After receiving some communication from Mr. C’s 5th grade class in Noel, Missouri something became very clear to me: in the ‘Daraja blog’ I often allude to how life in the Kenyan bush (Daraja Academy campus) is different from life in the U.S., but I am very seldom specific as to what those differences are. I will now attempt to be very specific.

Here are a few:

• No matter how thirsty I get while on campus, I cannot take a cup off the shelf, hold it under the tap, fill it, and drink it. All of our drinking water is rainwater that has been caught,  strained, and boiled by our kitchen staff.

• I have been trying to start an orchard – figs, pomegranates, guava, mango and papaya trees all grow in our climate.

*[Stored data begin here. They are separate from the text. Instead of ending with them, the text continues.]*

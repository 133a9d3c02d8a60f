use alloc::vec::Vec;
use core::{fmt, iter::FusedIterator};

use log::warn;

use super::RbTree;
use crate::{Error, Result, node::Side};

/// In-order iterator over the keys of an [`RbTree`], smallest first.
///
/// Walks parent links instead of keeping a stack, so creating one is free.
#[derive(Debug)]
pub struct Iter<'a, K> {
    tree: &'a RbTree<K>,
    front: usize,
    back: usize,
    remaining: usize,
}

impl<'a, K> Iter<'a, K> {
    fn new(tree: &'a RbTree<K>) -> Self {
        Self {
            tree,
            front: tree.subtree_extreme(tree.root, Side::Left),
            back: tree.subtree_extreme(tree.root, Side::Right),
            remaining: tree.len,
        }
    }

    fn next_index(&mut self) -> Option<usize> {
        if self.remaining == 0 {
            return None;
        }
        let idx = self.front;
        self.front = self.tree.neighbor(idx, Side::Right);
        self.remaining -= 1;
        Some(idx)
    }

    fn next_back_index(&mut self) -> Option<usize> {
        if self.remaining == 0 {
            return None;
        }
        let idx = self.back;
        self.back = self.tree.neighbor(idx, Side::Left);
        self.remaining -= 1;
        Some(idx)
    }
}

impl<'a, K> Iterator for Iter<'a, K> {
    type Item = &'a K;

    fn next(&mut self) -> Option<Self::Item> {
        let tree = self.tree;
        self.next_index().map(|idx| &tree.node_at(idx).key)
    }

    fn size_hint(&self) -> (usize, Option<usize>) {
        (self.remaining, Some(self.remaining))
    }
}

impl<K> DoubleEndedIterator for Iter<'_, K> {
    fn next_back(&mut self) -> Option<Self::Item> {
        let tree = self.tree;
        self.next_back_index().map(|idx| &tree.node_at(idx).key)
    }
}

impl<K> ExactSizeIterator for Iter<'_, K> {}

impl<K> FusedIterator for Iter<'_, K> {}

impl<'a, K> IntoIterator for &'a RbTree<K> {
    type Item = &'a K;
    type IntoIter = Iter<'a, K>;

    fn into_iter(self) -> Self::IntoIter {
        self.iter()
    }
}

impl<K> RbTree<K> {
    /// Returns an iterator over the keys in ascending order
    pub fn iter(&self) -> Iter<'_, K> {
        Iter::new(self)
    }

    /// Copies every key, in ascending order, into the front of `dst`.
    ///
    /// A destination shorter than [`len`](Self::len) is rejected as a whole:
    /// nothing is written and [`Error::BufferTooSmall`] is returned, so a
    /// successful call always exports the complete set.
    ///
    /// # Arguments
    ///
    /// * `dst` - The destination slice
    ///
    /// # Returns
    ///
    /// * `Result<usize>` - Number of keys written, equal to `len()`
    pub fn export_sorted(&self, dst: &mut [K]) -> Result<usize>
    where
        K: Clone,
    {
        self.check_export(dst.len())?;

        for (slot, key) in dst.iter_mut().zip(self.iter()) {
            slot.clone_from(key);
        }
        Ok(self.len)
    }

    /// Fails unless `capacity` slots can hold every key
    pub(crate) fn check_export(&self, capacity: usize) -> Result<()> {
        if self.len > capacity {
            warn!(
                "tree {}: export rejected, {} keys into {capacity} slots",
                self.id, self.len
            );
            return Err(Error::BufferTooSmall {
                needed: self.len,
                capacity,
            });
        }
        Ok(())
    }

    /// Returns the keys in ascending order
    pub fn to_vec(&self) -> Vec<K>
    where
        K: Clone,
    {
        self.iter().cloned().collect()
    }
}

/// Prints keys in order with their colors, `1(B) 2(R)`.
impl<K: fmt::Display> fmt::Display for RbTree<K> {
    fn fmt(&self, f: &mut fmt::Formatter<'_>) -> fmt::Result {
        let mut iter = self.iter();
        let mut sep = "";
        while let Some(idx) = iter.next_index() {
            let node = self.node_at(idx);
            write!(f, "{sep}{}({})", node.key, node.color)?;
            sep = " ";
        }
        Ok(())
    }
}
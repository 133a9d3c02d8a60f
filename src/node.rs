use core::fmt;

/// Sentinel index representing an absent link (a nil leaf).
pub(crate) const NIL: usize = usize::MAX;

/// Red-Black tree node colors used to maintain tree balance properties.
///
/// Red-Black trees maintain balance by ensuring:
/// - Red nodes have black children
/// - All paths from a node to its nil links have equal black node counts
#[derive(Debug, Clone, Copy, PartialEq, Eq, Hash)]
pub enum Color {
    /// Red node, cannot be adjacent to other red nodes
    Red,
    /// Black node, contributes to black height. Nil links count as black.
    Black,
}

impl fmt::Display for Color {
    fn fmt(&self, f: &mut fmt::Formatter<'_>) -> fmt::Result {
        match self {
            Color::Red => f.write_str("R"),
            Color::Black => f.write_str("B"),
        }
    }
}

/// Which child link of a node. Fixups are written once against a `Side`
/// and run for both mirror images.
#[derive(Debug, Clone, Copy, PartialEq, Eq)]
pub(crate) enum Side {
    Left,
    Right,
}

impl Side {
    #[inline]
    pub(crate) const fn opposite(self) -> Self {
        match self {
            Side::Left => Side::Right,
            Side::Right => Side::Left,
        }
    }
}

/// A node in the arena: key, color and the three index links.
///
/// `left` and `right` are owning links within the arena, `parent` is only
/// used to walk upward during fixups, rotations and iteration.
#[derive(Debug, Clone)]
pub(crate) struct Node<K> {
    pub(crate) key: K,
    pub(crate) color: Color,
    pub(crate) parent: usize,
    pub(crate) left: usize,
    pub(crate) right: usize,
}

impl<K> Node<K> {
    pub(crate) const fn new(key: K, parent: usize, color: Color) -> Self {
        Self {
            key,
            color,
            parent,
            left: NIL,
            right: NIL,
        }
    }

    #[inline]
    pub(crate) const fn child(&self, side: Side) -> usize {
        match side {
            Side::Left => self.left,
            Side::Right => self.right,
        }
    }

    #[inline]
    pub(crate) const fn set_child(&mut self, side: Side, child: usize) {
        match side {
            Side::Left => self.left = child,
            Side::Right => self.right = child,
        }
    }
}

/// One arena cell. The generation is bumped every time the cell is vacated,
/// which invalidates every [`NodeId`] handed out for the previous occupant.
#[derive(Debug, Clone)]
pub(crate) struct Slot<K> {
    pub(crate) generation: u64,
    pub(crate) node: Option<Node<K>>,
}

/// Handle to a node stored in an [`RbTree`](crate::RbTree).
///
/// Handles are cheap to copy and stay valid while the node they refer to is
/// in the tree, including across rotations and the relinking done when a
/// neighbouring key is erased. A handle from another tree, or one whose node
/// has since been erased, is rejected by the tree instead of being followed.
///
/// Tree identities and slot generations are 64-bit counters, so a handle can
/// only be mistaken for a live one after 2^64 trees have been created or one
/// slot has been reused 2^64 times.
#[derive(Debug, Clone, Copy, PartialEq, Eq, Hash)]
pub struct NodeId {
    pub(crate) tree: u64,
    pub(crate) index: usize,
    pub(crate) generation: u64,
}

Because we are on a tight budget, I have to rely on the 15-year-old fence, which was built by the Baraka School, to protect these potentially food producing seedlings from harm. Unfortunately, a hungry goat looking through our fence at such succulent vegetation is like watching (pardon the cliché) a hot knife slice through butter. Under, over and through – those shameless herbivores ignore my fence and wreak havoc on my utopian dream orchard.

[I will deny every line of this blog when reported to PETA but I whip every single stone I can reach at those bearded freaks before they gamble out of range.] Two quick things about goats – 1) they absolutely know when they are just outside of my throwing range, because they stop and all but wink and smile at me AND 2) they know the difference between an actual stone being thrown at them and when I am faking it and just going through the motions due to a  lack of goat ammunition.

• The Daraja Academy campus lies about 10 miles farther than the last of the power poles that stretch from Nanyuki town, carrying that wonderful thing we all know as ELECTRICITY. Our electricity comes from a cranky, 20 year old diesel generator, which we run from 7pm to 10pm at night… when nothing has gone wrong. “What could go wrong?” Parts break, the generator burns through the fuel faster than it is supposed to… rodents decide to end their life in a more dramatic way than becoming hawk food. (The sound of a heavy-duty diesel generator grinding to a halt because a rat has “cannon balled” into its gears is not a pretty sound, smell or (during daylight hours) sight, which continues to haunt my nights.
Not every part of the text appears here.